Doomsday Clock non è solo un seguito diretto di Watchmen, ma addirittura un incrocio narrativo fra il mondo di Watchmen e l'Universo della DC Comics, popolato dai vari Batman e Superman. L'aggancio per dare il via a un'opera del genere è stato trovato da Geoff Johns in una frase pronunciata dal Dottor Manhattan nelle pagine finali di Watchmen: "Lascio questa galassia per una meno complicata". In Doomsday Clock viene rivelato che il Dottor Manhattan ha abbandonato l'universo complesso di Watchmen per recarsi in quel mondo meno complicato che è l'Universo DC, più semplice rispetto all'altro perché lì i superuomini agiscono secondo una moralità manichea polarizzata su bene e male, a differenza del mondo di Watchmen caratterizzato dalle sfumature di una distorta realpolitik.
Questo spunto è davvero interessante.
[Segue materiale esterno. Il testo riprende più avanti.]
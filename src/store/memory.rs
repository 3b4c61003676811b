use std::collections::HashMap;
use std::sync::{Mutex, MutexGuard};

use async_trait::async_trait;
use chrono::Utc;
use uuid::Uuid;

use super::{CandidateRepository, CompanyRepository, CredentialStore, RefreshTokenLedger};
use crate::auth::{hash_password, verify_password, PasswordPolicy};
use crate::domain::{Candidate, Company, NewUser, RefreshTokenRecord, User};
use crate::error::StoreError;

fn lock<T>(mutex: &Mutex<T>) -> Result<MutexGuard<'_, T>, StoreError> {
    mutex
        .lock()
        .map_err(|_| StoreError::Database("in-memory store lock poisoned".to_string()))
}

/// Credential store held in process memory
pub struct InMemoryCredentialStore {
    users: Mutex<HashMap<Uuid, User>>,
    policy: PasswordPolicy,
}

impl InMemoryCredentialStore {
    pub fn new(policy: PasswordPolicy) -> Self {
        Self {
            users: Mutex::new(HashMap::new()),
            policy,
        }
    }

    pub fn user_count(&self) -> usize {
        self.users.lock().map(|users| users.len()).unwrap_or(0)
    }
}

#[async_trait]
impl CredentialStore for InMemoryCredentialStore {
    async fn find_by_email(&self, email: &str) -> Result<Option<User>, StoreError> {
        Ok(lock(&self.users)?
            .values()
            .find(|user| user.email == email)
            .cloned())
    }

    async fn find_by_id(&self, id: Uuid) -> Result<Option<User>, StoreError> {
        Ok(lock(&self.users)?.get(&id).cloned())
    }

    async fn check_password(&self, user: &User, password: &str) -> Result<bool, StoreError> {
        verify_password(password, &user.password_hash)
    }

    async fn create(&self, user: NewUser, password: &str) -> Result<User, StoreError> {
        // Hash outside the lock; bcrypt is slow on purpose
        let password_hash = hash_password(password, &self.policy)?;

        let mut users = lock(&self.users)?;
        if users.values().any(|existing| existing.email == user.email) {
            return Err(StoreError::Duplicate(user.email));
        }

        let created = User {
            id: Uuid::new_v4(),
            email: user.email,
            password_hash,
            role: user.role,
            created_at: Utc::now(),
        };
        users.insert(created.id, created.clone());
        Ok(created)
    }

    async fn delete(&self, user: &User) -> Result<(), StoreError> {
        lock(&self.users)?
            .remove(&user.id)
            .map(|_| ())
            .ok_or_else(|| StoreError::NotFound(format!("user {}", user.id)))
    }
}

struct ProfileTable<T> {
    rows: Vec<T>,
    next_id: i64,
}

impl<T> Default for ProfileTable<T> {
    fn default() -> Self {
        Self {
            rows: Vec::new(),
            next_id: 1,
        }
    }
}

/// Company repository held in process memory
///
/// `failing()` builds one whose inserts always fail, for exercising the
/// registration rollback.
#[derive(Default)]
pub struct InMemoryCompanyRepository {
    table: Mutex<ProfileTable<Company>>,
    fail_inserts: bool,
}

impl InMemoryCompanyRepository {
    pub fn new() -> Self {
        Self::default()
    }

    pub fn failing() -> Self {
        Self {
            fail_inserts: true,
            ..Self::default()
        }
    }

    pub fn len(&self) -> usize {
        self.table.lock().map(|t| t.rows.len()).unwrap_or(0)
    }

    pub fn is_empty(&self) -> bool {
        self.len() == 0
    }
}

#[async_trait]
impl CompanyRepository for InMemoryCompanyRepository {
    async fn add_company(&self, mut company: Company) -> Result<Company, StoreError> {
        if self.fail_inserts {
            return Err(StoreError::Database("company insert failed".to_string()));
        }

        let mut table = lock(&self.table)?;
        company.id = Some(table.next_id);
        table.next_id += 1;
        table.rows.push(company.clone());
        Ok(company)
    }

    async fn find_by_account(&self, account_id: Uuid) -> Result<Option<Company>, StoreError> {
        Ok(lock(&self.table)?
            .rows
            .iter()
            .find(|c| c.account_id == Some(account_id))
            .cloned())
    }
}

/// Candidate repository held in process memory
#[derive(Default)]
pub struct InMemoryCandidateRepository {
    table: Mutex<ProfileTable<Candidate>>,
    fail_inserts: bool,
}

impl InMemoryCandidateRepository {
    pub fn new() -> Self {
        Self::default()
    }

    pub fn failing() -> Self {
        Self {
            fail_inserts: true,
            ..Self::default()
        }
    }

    pub fn len(&self) -> usize {
        self.table.lock().map(|t| t.rows.len()).unwrap_or(0)
    }

    pub fn is_empty(&self) -> bool {
        self.len() == 0
    }
}

#[async_trait]
impl CandidateRepository for InMemoryCandidateRepository {
    async fn add_candidate(&self, mut candidate: Candidate) -> Result<Candidate, StoreError> {
        if self.fail_inserts {
            return Err(StoreError::Database("candidate insert failed".to_string()));
        }

        let mut table = lock(&self.table)?;
        candidate.id = Some(table.next_id);
        table.next_id += 1;
        table.rows.push(candidate.clone());
        Ok(candidate)
    }

    async fn find_by_account(&self, account_id: Uuid) -> Result<Option<Candidate>, StoreError> {
        Ok(lock(&self.table)?
            .rows
            .iter()
            .find(|c| c.account_id == Some(account_id))
            .cloned())
    }
}

/// Refresh-token ledger held in process memory
///
/// The mutex makes `revoke_if_active` a true compare-and-set.
#[derive(Default)]
pub struct InMemoryRefreshTokenLedger {
    rows: Mutex<HashMap<String, RefreshTokenRecord>>,
}

impl InMemoryRefreshTokenLedger {
    pub fn new() -> Self {
        Self::default()
    }

    pub fn len(&self) -> usize {
        self.rows.lock().map(|rows| rows.len()).unwrap_or(0)
    }

    pub fn is_empty(&self) -> bool {
        self.len() == 0
    }

    /// Rows for `user_id` that are neither revoked nor expired
    pub fn active_count_for_user(&self, user_id: Uuid) -> usize {
        self.rows
            .lock()
            .map(|rows| {
                rows.values()
                    .filter(|r| r.user_id == user_id && !r.is_revoked && !r.is_expired())
                    .count()
            })
            .unwrap_or(0)
    }
}

#[async_trait]
impl RefreshTokenLedger for InMemoryRefreshTokenLedger {
    async fn insert(&self, record: &RefreshTokenRecord) -> Result<(), StoreError> {
        let mut rows = lock(&self.rows)?;
        if rows.contains_key(&record.token_hash) {
            return Err(StoreError::Duplicate("refresh token".to_string()));
        }
        rows.insert(record.token_hash.clone(), record.clone());
        Ok(())
    }

    async fn find(&self, token_hash: &str) -> Result<Option<RefreshTokenRecord>, StoreError> {
        Ok(lock(&self.rows)?.get(token_hash).cloned())
    }

    async fn revoke_if_active(&self, token_hash: &str) -> Result<bool, StoreError> {
        let mut rows = lock(&self.rows)?;
        match rows.get_mut(token_hash) {
            Some(record) if !record.is_revoked => {
                record.is_revoked = true;
                Ok(true)
            }
            _ => Ok(false),
        }
    }

    async fn revoke_all_for_user(&self, user_id: Uuid) -> Result<u64, StoreError> {
        let mut rows = lock(&self.rows)?;
        let mut revoked = 0;
        for record in rows.values_mut() {
            if record.user_id == user_id && !record.is_revoked {
                record.is_revoked = true;
                revoked += 1;
            }
        }
        Ok(revoked)
    }
}

#[cfg(test)]
mod tests {
    use super::*;

    #[tokio::test]
    async fn test_revoke_if_active_succeeds_once() {
        let ledger = InMemoryRefreshTokenLedger::new();
        let record = RefreshTokenRecord::new("h".into(), "j".into(), Uuid::new_v4(), 7);
        ledger.insert(&record).await.unwrap();

        assert!(ledger.revoke_if_active("h").await.unwrap());
        assert!(!ledger.revoke_if_active("h").await.unwrap());
        assert!(!ledger.revoke_if_active("missing").await.unwrap());
    }

    #[tokio::test]
    async fn test_revoke_all_only_touches_one_user() {
        let ledger = InMemoryRefreshTokenLedger::new();
        let alice = Uuid::new_v4();
        let bob = Uuid::new_v4();
        for (hash, user) in [("a1", alice), ("a2", alice), ("b1", bob)] {
            let record = RefreshTokenRecord::new(hash.into(), "j".into(), user, 7);
            ledger.insert(&record).await.unwrap();
        }

        assert_eq!(ledger.revoke_all_for_user(alice).await.unwrap(), 2);
        assert_eq!(ledger.active_count_for_user(alice), 0);
        assert_eq!(ledger.active_count_for_user(bob), 1);
    }

    #[tokio::test]
    async fn test_duplicate_email_rejected() {
        let store = InMemoryCredentialStore::new(PasswordPolicy {
            hash_cost: 4,
            ..PasswordPolicy::default()
        });
        let new_user = NewUser {
            email: "a@x.com".to_string(),
            role: crate::domain::UserRole::Company,
        };

        store.create(new_user.clone(), "ValidPassword1").await.unwrap();
        let second = store.create(new_user, "ValidPassword1").await;

        assert!(matches!(second, Err(StoreError::Duplicate(_))));
        assert_eq!(store.user_count(), 1);
    }
}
Non è un'interpretazione filologica di Watchmen - perché è sicuro che Moore non aveva scritto quel dialogo pensando che il Dottor Manhattan sarebbe andato nell'Universo DC - tuttavia un'opera narrativa che si propone come il seguito di un'altra non ha obblighi filologici. Geoff Johns è riuscito a impiantare su Watchmen qualcosa di nuovo e inaspettato senza bisogno di nessuna forzatura, e usando addirittura un dialogo originale come pezza d'appoggio.
L'altro aspetto positivo di Doomsday Clock è il discorso metanarrativo riguardante l'esistenza di Superman all'interno dell'Universo DC. Doomsday Clock è costruito in modo che la spiegazione di questo suo ruolo sia il climax dell'opera, assieme al confronto fra Superman e il Dottor Manhattan, risolto in maniera convincente.
Dunque il fumetto di Johns e Frank ha degli elementi di notevole interesse, ed è sviluppato parzialmente in maniera brillante. Gary Frank alle matite è perfetto, e in vari momenti soggetto e sceneggiatura sono all'altezza.
Purtroppo soggetto e sceneggiatura non sono sempre all'altezza. Johns non ha la profondità di Moore e in certi momenti i dialoghi scivolano nel banale, ma è il soggetto che ha le carenze più gravi. Le sottotrame e i personaggi sono davvero tanti, e spesso Johns dà l'idea di non riuscire ad avere uno sguardo d'insieme adeguato e di gestire il tutto con equilibrio. Dal punto di vista del soggetto e della sceneggiatura questo fumetto ha delle pecche che secondo me vanno imputate anche al supervisore (che evidentemente non ha guidato Johns a dovere) e che incrinano un fumetto ambizioso che aveva le potenzialità per diventare un'opera di alto livello.